Stored items:
:::::
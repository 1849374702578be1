use quiver_api::QuiverError;
use thiserror::Error;

#[derive(Error, Debug)]
pub enum ReportError {
    #[error("Please set the QUIVER_API_TOKEN environment variable")]
    MissingToken,

    #[error("QUIVER_API_TOKEN contains characters that cannot be sent in a header")]
    InvalidToken,

    #[error("Network error: {0}")]
    Transport(String),

    #[error("HTTP {status} from Quiver: {detail}")]
    Remote { status: u16, detail: String },

    #[error("Unexpected response: {0}")]
    UnexpectedShape(String),

    #[error("Failed to write report: {0}")]
    Output(#[from] std::io::Error),
}

impl From<QuiverError> for ReportError {
    fn from(err: QuiverError) -> ReportError {
        match err {
            QuiverError::InvalidToken => ReportError::InvalidToken,
            QuiverError::Transport(reason) => ReportError::Transport(reason),
            QuiverError::Status { status, detail } => ReportError::Remote { status, detail },
            QuiverError::UnexpectedShape(reason) => ReportError::UnexpectedShape(reason),
        }
    }
}
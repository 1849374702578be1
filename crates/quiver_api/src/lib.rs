pub mod api;
pub mod error;

pub use api::QuiverAPI;
pub use error::QuiverError;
:::::
▸ Your instructions: Retype the data precisely.

▸ Task response:
repository 1849374702578be1
use quiver_api::QuiverError;
use thiserror::Error;

#[derive(Error, Debug)]
pub enum ReportError {
    #[error("Please set the QUIVER_API_TOKEN environment variable")]
    MissingToken,

    #[error("QUIVER_API_TOKEN contains characters that cannot be sent in a header")]
    InvalidToken,

    #[error("Network error: {0}")]
    Transport(String),

    #[error("HTTP {status} from Quiver: {detail}")]
    Remote { status: u16, detail: String },

    #[error("Unexpected response: {0}")]
    UnexpectedShape(String),

    #[error("Failed to write report: {0}")]
    Output(#[from] std::io::Error),
}

impl From<QuiverError> for ReportError {
    fn from(err: QuiverError) -> ReportError {
        match err {
            QuiverError::InvalidToken => ReportError::InvalidToken,
            QuiverError::Transport(reason) => ReportError::Transport(reason),
            QuiverError::Status { status, detail } => ReportError::Remote { status, detail },
            QuiverError::UnexpectedShape(reason) => ReportError::UnexpectedShape(reason),
        }
    }
}
repository 1849374702578be1
filename crates/quiver_api/src/lib.rs
pub mod api;
pub mod error;

pub use api::QuiverAPI;
pub use error::QuiverError;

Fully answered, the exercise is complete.